__Action item__
From the entries below, return every line that includes the word "SessionTimer".

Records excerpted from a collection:
------------
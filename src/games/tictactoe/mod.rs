//! Tic-tac-toe against a computer opponent.

mod action;
mod outcome;
mod position;
pub mod rules;
mod selector;
mod session;
mod types;

pub use action::{Move, MoveError, MoveErrorKind, Turn};
pub use outcome::{GameOutcome, WinningLine};
pub use position::Position;
pub use rules::evaluate;
pub use selector::{
    Difficulty, EASY_BLOCK_CHANCE, EASY_WIN_CHANCE, MoveChoice, MoveReason, NoLegalMove,
    RandomSource, RngSource, choose, select_computer_move,
};
pub use session::{ComputerTurn, GameSession};
pub use types::{Board, CELL_COUNT, Cell, Mark, PlaceError};
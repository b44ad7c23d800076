//! Win detection logic for tic-tac-toe.

use super::super::{Board, Cell, Mark, WinningLine};
use tracing::instrument;

/// Returns the first line (canonical order) fully held by `mark`.
#[instrument(skip(board))]
pub fn winning_line(board: &Board, mark: Mark) -> Option<WinningLine> {
    let held = Some(Cell::Marked(mark));
    WinningLine::ALL
        .into_iter()
        .find(|line| line.cells().iter().all(|&i| board.get(i) == held))
}

/// Whether `mark` would complete a line by playing the empty cell `index`.
pub(crate) fn wins_at(board: &Board, index: usize, mark: Mark) -> bool {
    board.is_empty(index) && winning_line(&board.with_mark(index, mark), mark).is_some()
}
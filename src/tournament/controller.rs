//! Tournament controller: sequences games and keeps the series score.
//!
//! The controller is an ordinary value. It owns the tournament state, the
//! current game, an injected [`Clock`] and an injected [`RandomSource`], and
//! reports what happens through an optional event channel. Real-time
//! concerns stay outside: the caller decides when the computer moves and how
//! often [`TournamentController::tick`] runs.

use super::clock::{Clock, SessionTimer, TimerCheck, elapsed_between};
use super::state::{GameRecord, SeriesRules, TournamentResult, TournamentState};
use crate::config::TournamentConfig;
use crate::games::tictactoe::{
    Board, ComputerTurn, Difficulty, GameOutcome, GameSession, Mark, MoveError, RandomSource,
};
use chrono::{DateTime, Utc};
use std::time::Duration;
use tokio::sync::mpsc;
use tracing::{debug, info, instrument, warn};

/// Notifications for the presentation layer.
#[derive(Debug, Clone, PartialEq, Eq)]
pub enum TournamentEvent {
    /// A game began (or was restarted) with an empty board.
    GameStarted {
        /// Game number within the tournament.
        game_number: u32,
    },
    /// A mark was placed.
    CellMarked {
        /// Board index (0-8).
        index: usize,
        /// Whose mark.
        mark: Mark,
    },
    /// A game reached a win or draw and was recorded.
    GameEnded {
        /// Game number within the tournament.
        game_number: u32,
        /// Final outcome, including the winning line if any.
        outcome: GameOutcome,
        /// Final board.
        board: Board,
    },
    /// The series continues with the next game.
    TournamentAdvanced(TournamentState),
    /// The series is over.
    TournamentEnded {
        /// Final state.
        state: TournamentState,
        /// Who took the series.
        result: TournamentResult,
        /// Why it ended.
        reason: EndReason,
    },
    /// The session clock crossed a warning mark.
    TimeWarning {
        /// Time left in the session.
        remaining: Duration,
    },
}

/// Why a tournament ended.
#[derive(Debug, Clone, Copy, PartialEq, Eq, Hash, strum::Display)]
pub enum EndReason {
    /// Game limit reached or a side clinched the series.
    Completed,
    /// The session time budget ran out.
    TimedOut,
    /// Ended on request before completion.
    Abandoned,
}

/// Where the controller is in its lifecycle.
#[derive(Debug, Clone, Copy, PartialEq, Eq)]
pub enum TournamentStatus {
    /// No tournament has been started.
    Idle,
    /// Games are being played.
    InProgress,
    /// The last tournament is over; its state remains readable.
    Ended {
        /// Who took the series.
        result: TournamentResult,
        /// Why it ended.
        reason: EndReason,
        /// When it ended.
        ended_at: DateTime<Utc>,
    },
}

/// Error returned by controller operations. State is never changed.
#[derive(Debug, Clone, PartialEq, Eq, derive_more::Display)]
pub enum TournamentError {
    /// No tournament is being played.
    #[display("No tournament is in progress")]
    NotActive,
    /// A tournament needs a player name.
    #[display("Player name must not be empty")]
    EmptyPlayerName,
    /// The current game refused the move.
    #[display("{}", _0)]
    Move(MoveError),
}

impl std::error::Error for TournamentError {
    fn source(&self) -> Option<&(dyn std::error::Error + 'static)> {
        match self {
            TournamentError::Move(err) => Some(err),
            TournamentError::NotActive | TournamentError::EmptyPlayerName => None,
        }
    }
}

impl From<MoveError> for TournamentError {
    fn from(err: MoveError) -> Self {
        TournamentError::Move(err)
    }
}

/// Drives a best-of-N tournament between the player and the computer.
pub struct TournamentController {
    config: TournamentConfig,
    rules: SeriesRules,
    clock: Box<dyn Clock>,
    rng: Box<dyn RandomSource>,
    events: Option<mpsc::UnboundedSender<TournamentEvent>>,
    status: TournamentStatus,
    state: Option<TournamentState>,
    game: GameSession,
    game_started_at: DateTime<Utc>,
    timer: Option<SessionTimer>,
}

impl TournamentController {
    /// Creates an idle controller.
    #[instrument(skip_all)]
    pub fn new(
        config: TournamentConfig,
        clock: impl Clock + 'static,
        rng: impl RandomSource + 'static,
    ) -> Self {
        let rules = SeriesRules::new(*config.games_per_tournament(), *config.clinch_threshold());
        let now = clock.now();
        debug!(?rules, "Creating tournament controller");
        Self {
            config,
            rules,
            clock: Box::new(clock),
            rng: Box::new(rng),
            events: None,
            status: TournamentStatus::Idle,
            state: None,
            game: GameSession::new(),
            game_started_at: now,
            timer: None,
        }
    }

    /// Sends events to `tx` from now on.
    pub fn with_events(mut self, tx: mpsc::UnboundedSender<TournamentEvent>) -> Self {
        self.events = Some(tx);
        self
    }

    /// Returns the configuration.
    pub fn config(&self) -> &TournamentConfig {
        &self.config
    }

    /// Returns the lifecycle status.
    pub fn status(&self) -> TournamentStatus {
        self.status
    }

    /// True while games are being played.
    pub fn is_active(&self) -> bool {
        self.status == TournamentStatus::InProgress
    }

    /// Current or most recent tournament state.
    pub fn state(&self) -> Option<&TournamentState> {
        self.state.as_ref()
    }

    /// Current or most recent game.
    pub fn game(&self) -> &GameSession {
        &self.game
    }

    /// Session time left, while a tournament is active.
    pub fn remaining_time(&self) -> Option<Duration> {
        match (&self.timer, self.is_active()) {
            (Some(timer), true) => Some(timer.remaining(self.clock.now())),
            _ => None,
        }
    }

    /// Time spent on the current game so far.
    pub fn game_elapsed(&self) -> Duration {
        elapsed_between(self.game_started_at, self.clock.now())
    }

    /// Starts a new tournament, replacing any previous one, and opens game 1.
    ///
    /// # Errors
    ///
    /// [`TournamentError::EmptyPlayerName`] if the name is blank.
    #[instrument(skip(self))]
    pub fn start_tournament(
        &mut self,
        player_name: &str,
        difficulty: Difficulty,
    ) -> Result<(), TournamentError> {
        let player_name = player_name.trim();
        if player_name.is_empty() {
            warn!("Refusing to start a tournament without a player name");
            return Err(TournamentError::EmptyPlayerName);
        }

        let now = self.clock.now();
        self.state = Some(TournamentState::new(
            player_name.to_string(),
            difficulty,
            now,
        ));
        self.timer = Some(SessionTimer::new(
            now,
            self.config.session_time_limit(),
            &self.config.time_warnings(),
        ));
        self.status = TournamentStatus::InProgress;
        self.game = GameSession::new();
        self.game_started_at = now;

        info!(
            player = player_name,
            %difficulty,
            limit_secs = self.config.session_time_limit().as_secs(),
            "Tournament started"
        );
        self.emit(TournamentEvent::GameStarted { game_number: 1 });
        Ok(())
    }

    /// Places the player's mark in the current game.
    ///
    /// Returns the board evaluation after the move. A finishing move records
    /// the game and either advances the series or ends it.
    ///
    /// # Errors
    ///
    /// [`TournamentError::NotActive`] without a running tournament, or the
    /// game's [`MoveError`].
    #[instrument(skip(self))]
    pub fn submit_player_move(&mut self, index: usize) -> Result<GameOutcome, TournamentError> {
        self.ensure_active()?;
        let outcome = self.game.submit_player_move(index)?;
        self.emit(TournamentEvent::CellMarked {
            index,
            mark: Mark::Player,
        });
        if outcome.is_terminal() {
            self.finish_game(outcome);
        }
        Ok(outcome)
    }

    /// Lets the computer take its turn in the current game.
    ///
    /// # Errors
    ///
    /// [`TournamentError::NotActive`] without a running tournament, or
    /// [`MoveError::WrongTurn`] if the player is to move.
    #[instrument(skip(self))]
    pub fn play_computer_move(&mut self) -> Result<ComputerTurn, TournamentError> {
        let difficulty = *self.active_state()?.difficulty();
        let turn = self
            .game
            .play_computer_move(difficulty, self.rng.as_mut())?;
        if let Some(choice) = turn.choice {
            self.emit(TournamentEvent::CellMarked {
                index: choice.index,
                mark: Mark::Computer,
            });
        }
        if turn.outcome.is_terminal() {
            self.finish_game(turn.outcome);
        }
        Ok(turn)
    }

    /// Abandons the current board and restarts it under the same game number.
    ///
    /// Nothing is recorded for the abandoned board.
    ///
    /// # Errors
    ///
    /// [`TournamentError::NotActive`] without a running tournament.
    #[instrument(skip(self))]
    pub fn start_new_game(&mut self) -> Result<(), TournamentError> {
        let game_number = *self.active_state()?.current_game_number();
        self.game.restart();
        self.game_started_at = self.clock.now();
        info!(game_number, "Game restarted");
        self.emit(TournamentEvent::GameStarted { game_number });
        Ok(())
    }

    /// Ends the tournament now, whatever the state of the current game.
    ///
    /// # Errors
    ///
    /// [`TournamentError::NotActive`] without a running tournament.
    #[instrument(skip(self))]
    pub fn force_end_tournament(&mut self) -> Result<TournamentResult, TournamentError> {
        self.ensure_active()?;
        Ok(self.end(EndReason::Abandoned))
    }

    /// Polls the session clock.
    ///
    /// Emits a warning when a mark is crossed and ends the tournament when
    /// the budget is spent. Returns `None` when no tournament is active.
    #[instrument(skip(self))]
    pub fn tick(&mut self) -> Option<TimerCheck> {
        if !self.is_active() {
            return None;
        }
        let now = self.clock.now();
        let check = self.timer.as_mut()?.check(now);
        match check {
            TimerCheck::Running { .. } => {}
            TimerCheck::Warning { remaining, .. } => {
                info!(remaining_secs = remaining.as_secs(), "Session time running low");
                self.emit(TournamentEvent::TimeWarning { remaining });
            }
            TimerCheck::Expired => {
                warn!("Session time budget spent");
                self.end(EndReason::TimedOut);
            }
        }
        Some(check)
    }

    fn ensure_active(&self) -> Result<(), TournamentError> {
        if self.is_active() {
            Ok(())
        } else {
            Err(TournamentError::NotActive)
        }
    }

    fn active_state(&self) -> Result<&TournamentState, TournamentError> {
        self.ensure_active()?;
        self.state.as_ref().ok_or(TournamentError::NotActive)
    }

    /// Records a finished game, then advances or ends the series.
    fn finish_game(&mut self, outcome: GameOutcome) {
        let now = self.clock.now();
        let duration_ms =
            u64::try_from(elapsed_between(self.game_started_at, now).as_millis()).unwrap_or(u64::MAX);

        let Some(state) = self.state.as_mut() else {
            return;
        };
        let game_number = *state.current_game_number();
        state.record(GameRecord::new(game_number, outcome, duration_ms, now));
        info!(
            game_number,
            %outcome,
            duration_ms,
            player_wins = *state.player_wins(),
            computer_wins = *state.computer_wins(),
            "Game finished"
        );

        let complete = state.is_complete(&self.rules);
        let board = self.game.board().clone();
        self.emit(TournamentEvent::GameEnded {
            game_number,
            outcome,
            board,
        });

        if complete {
            self.end(EndReason::Completed);
            return;
        }

        let Some(state) = self.state.as_mut() else {
            return;
        };
        state.advance();
        let next = *state.current_game_number();
        let snapshot = state.clone();
        self.game = GameSession::new();
        self.game_started_at = now;
        debug!(game_number = next, "Advancing to next game");
        self.emit(TournamentEvent::TournamentAdvanced(snapshot));
        self.emit(TournamentEvent::GameStarted { game_number: next });
    }

    fn end(&mut self, reason: EndReason) -> TournamentResult {
        let ended_at = self.clock.now();
        let Some(state) = self.state.clone() else {
            return TournamentResult::Tie;
        };
        let result = state.standing();
        self.status = TournamentStatus::Ended {
            result,
            reason,
            ended_at,
        };
        info!(
            %result,
            %reason,
            games = state.history().len(),
            player_wins = *state.player_wins(),
            computer_wins = *state.computer_wins(),
            "Tournament ended"
        );
        self.emit(TournamentEvent::TournamentEnded {
            state,
            result,
            reason,
        });
        result
    }

    fn emit(&mut self, event: TournamentEvent) {
        if let Some(tx) = &self.events
            && tx.send(event).is_err()
        {
            warn!("Event receiver dropped; no further events will be sent");
            self.events = None;
        }
    }
}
------------
__Answer__
use super::clock::{Clock, SessionTimer, TimerCheck, elapsed_between};
    timer: Option<SessionTimer>,
        self.timer = Some(SessionTimer::new(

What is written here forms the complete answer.